◆ **Requirement**: Could you copy each line of the listing that holds "waits"?

◆ **Data supplied**:
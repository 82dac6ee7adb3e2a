//! Runtime configuration for the queues, the batch coalescer, and the GenAI
//! driver. Each config has a serde-deserializable patch type backing the
//! partial reconfiguration messages; a patch only touches the fields it
//! carries and applies to work submitted after it lands.

use serde::{Deserialize, Serialize};
use std::time::Duration;

/// Configuration for the token-bucket scheduler and request queue.
#[derive(Debug, Clone, PartialEq, Serialize, Deserialize)]
pub struct QueueConfig {
    /// Tokens regenerated per second.
    pub rate: f64,
    /// Maximum burst of tokens the bucket can hold.
    pub capacity: u32,
    /// Wall-clock deadline per attempt after admission, in milliseconds.
    pub timeout_ms: u64,
    /// Additional attempts after the first failure.
    pub max_retries: u32,
    /// Base retry delay; attempt `n` waits `base · 2^n`, clamped.
    pub base_retry_delay_ms: u64,
    /// Clamp for the exponential retry delay.
    pub max_retry_delay_ms: u64,
}

impl Default for QueueConfig {
    fn default() -> Self {
        Self {
            rate: 5.0,
            capacity: 5,
            timeout_ms: 30_000,
            max_retries: 2,
            base_retry_delay_ms: 1_000,
            max_retry_delay_ms: 30_000,
        }
    }
}

impl QueueConfig {
    /// Retry delay for a given attempt: `base · 2^attempt`, clamped.
    /// Integer arithmetic with saturation so large attempts can't overflow.
    pub fn retry_delay(&self, attempt: u32) -> Duration {
        let factor = 2u64.saturating_pow(attempt.min(32));
        let delay = self
            .base_retry_delay_ms
            .saturating_mul(factor)
            .min(self.max_retry_delay_ms);
        Duration::from_millis(delay)
    }

    pub fn apply(&mut self, patch: &QueueConfigPatch) {
        if let Some(rate) = patch.rate {
            self.rate = rate;
        }
        if let Some(capacity) = patch.capacity {
            self.capacity = capacity;
        }
        if let Some(timeout_ms) = patch.timeout_ms {
            self.timeout_ms = timeout_ms;
        }
        if let Some(max_retries) = patch.max_retries {
            self.max_retries = max_retries;
        }
        if let Some(base) = patch.base_retry_delay_ms {
            self.base_retry_delay_ms = base;
        }
        if let Some(max) = patch.max_retry_delay_ms {
            self.max_retry_delay_ms = max;
        }
    }
}

/// Partial update for [`QueueConfig`].
#[derive(Debug, Clone, Default, Serialize, Deserialize)]
pub struct QueueConfigPatch {
    pub rate: Option<f64>,
    pub capacity: Option<u32>,
    pub timeout_ms: Option<u64>,
    pub max_retries: Option<u32>,
    pub base_retry_delay_ms: Option<u64>,
    pub max_retry_delay_ms: Option<u64>,
}

/// Configuration for the batch queue and the caller-side aggregator.
#[derive(Debug, Clone, PartialEq, Eq, Serialize, Deserialize)]
pub struct BatchConfig {
    /// Global character budget per batch. A single oversized task still
    /// ships alone.
    pub max_characters_per_batch: usize,
    /// Item budget per batch.
    pub max_items_per_batch: usize,
    /// How long an open batch waits for more tasks before flushing.
    pub batch_delay_ms: u64,
    /// Whether a batch that exhausts its retries is retried task-by-task.
    pub fallback_to_individual: bool,
}

impl Default for BatchConfig {
    fn default() -> Self {
        Self {
            max_characters_per_batch: 4_000,
            max_items_per_batch: 10,
            batch_delay_ms: 50,
            fallback_to_individual: true,
        }
    }
}

impl BatchConfig {
    pub fn apply(&mut self, patch: &BatchConfigPatch) {
        if let Some(chars) = patch.max_characters_per_batch {
            self.max_characters_per_batch = chars;
        }
        if let Some(items) = patch.max_items_per_batch {
            self.max_items_per_batch = items;
        }
    }
}

/// Partial update for [`BatchConfig`].
#[derive(Debug, Clone, Default, Serialize, Deserialize)]
pub struct BatchConfigPatch {
    pub max_characters_per_batch: Option<usize>,
    pub max_items_per_batch: Option<usize>,
}

/// Configuration for the chat pool and GenAI driver.
#[derive(Debug, Clone, PartialEq, Eq, Serialize, Deserialize)]
pub struct GenAiConfig {
    /// Maximum live conversation slots per (provider, purpose, base URL).
    pub max_slots_per_key: usize,
    /// Slots idle longer than this are evicted on acquire.
    pub idle_ttl_ms: u64,
    /// Outer bound on chat resets per call.
    pub max_recovery_attempts: u32,
    /// Base interval between message-content polls.
    pub poll_base_interval_ms: u64,
    /// Poll interval multiplier is `min(attempt, this)`.
    pub poll_max_backoff_multiplier: u32,
    /// Total budget for polling one message's content.
    pub poll_timeout_ms: u64,
    /// Per-request deadline for the REST endpoints.
    pub request_timeout_ms: u64,
    /// Deadline for reading the assistant SSE stream.
    pub stream_timeout_ms: u64,
}

impl Default for GenAiConfig {
    fn default() -> Self {
        Self {
            max_slots_per_key: 3,
            idle_ttl_ms: 10 * 60 * 1_000,
            max_recovery_attempts: 3,
            poll_base_interval_ms: 500,
            poll_max_backoff_multiplier: 6,
            poll_timeout_ms: 30_000,
            request_timeout_ms: 15_000,
            stream_timeout_ms: 60_000,
        }
    }
}

impl GenAiConfig {
    pub fn idle_ttl(&self) -> Duration {
        Duration::from_millis(self.idle_ttl_ms)
    }

    /// Poll delay before attempt `i`: `base · min(i, max_multiplier)`,
    /// with attempt 0 polling immediately after the base interval.
    pub fn poll_delay(&self, attempt: u32) -> Duration {
        let multiplier = attempt.max(1).min(self.poll_max_backoff_multiplier) as u64;
        Duration::from_millis(self.poll_base_interval_ms.saturating_mul(multiplier))
    }
}

#[cfg(test)]
mod tests {
    use super::*;

    #[test]
    fn retry_delay_doubles_and_clamps() {
        let config = QueueConfig {
            base_retry_delay_ms: 1_000,
            max_retry_delay_ms: 5_000,
            ..QueueConfig::default()
        };

        assert_eq!(config.retry_delay(0).as_millis(), 1_000);
        assert_eq!(config.retry_delay(1).as_millis(), 2_000);
        assert_eq!(config.retry_delay(2).as_millis(), 4_000);
        // Clamped from 8000
        assert_eq!(config.retry_delay(3).as_millis(), 5_000);
        // Huge attempt counts must not overflow
        assert_eq!(config.retry_delay(63).as_millis(), 5_000);
    }

    #[test]
    fn poll_delay_multiplier_is_bounded() {
        let config = GenAiConfig {
            poll_base_interval_ms: 100,
            poll_max_backoff_multiplier: 4,
            ..GenAiConfig::default()
        };

        assert_eq!(config.poll_delay(0).as_millis(), 100);
        assert_eq!(config.poll_delay(1).as_millis(), 100);
        assert_eq!(config.poll_delay(3).as_millis(), 300);
        assert_eq!(config.poll_delay(4).as_millis(), 400);
        assert_eq!(config.poll_delay(50).as_millis(), 400);
    }

    #[test]
    fn queue_patch_only_touches_present_fields() {
        let mut config = QueueConfig::default();
        let patch = QueueConfigPatch {
            rate: Some(10.0),
            timeout_ms: Some(5_000),
            ..QueueConfigPatch::default()
        };
        config.apply(&patch);

        assert_eq!(config.rate, 10.0);
        assert_eq!(config.timeout_ms, 5_000);
        assert_eq!(config.capacity, QueueConfig::default().capacity);
        assert_eq!(config.max_retries, QueueConfig::default().max_retries);
        assert_eq!(
            config.max_retry_delay_ms,
            QueueConfig::default().max_retry_delay_ms
        );
    }

    #[test]
    fn queue_patch_raises_the_retry_delay_clamp() {
        let mut config = QueueConfig {
            base_retry_delay_ms: 1_000,
            max_retry_delay_ms: 5_000,
            ..QueueConfig::default()
        };
        // Attempt 3 would be 8000ms but the old ceiling caps it.
        assert_eq!(config.retry_delay(3).as_millis(), 5_000);

        config.apply(&QueueConfigPatch {
            max_retry_delay_ms: Some(60_000),
            ..QueueConfigPatch::default()
        });
        assert_eq!(config.max_retry_delay_ms, 60_000);
        assert_eq!(config.retry_delay(3).as_millis(), 8_000);
    }

    #[test]
    fn batch_patch_round_trips_from_json() {
        let patch: BatchConfigPatch =
            serde_json::from_str(r#"{"max_items_per_batch": 3}"#).unwrap();
        let mut config = BatchConfig::default();
        config.apply(&patch);

        assert_eq!(config.max_items_per_batch, 3);
        assert_eq!(
            config.max_characters_per_batch,
            BatchConfig::default().max_characters_per_batch
        );
    }
}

◆ **Exercise result**:
    /// Base retry delay; attempt `n` waits `base · 2^n`, clamped.
    /// How long an open batch waits for more tasks before flushing.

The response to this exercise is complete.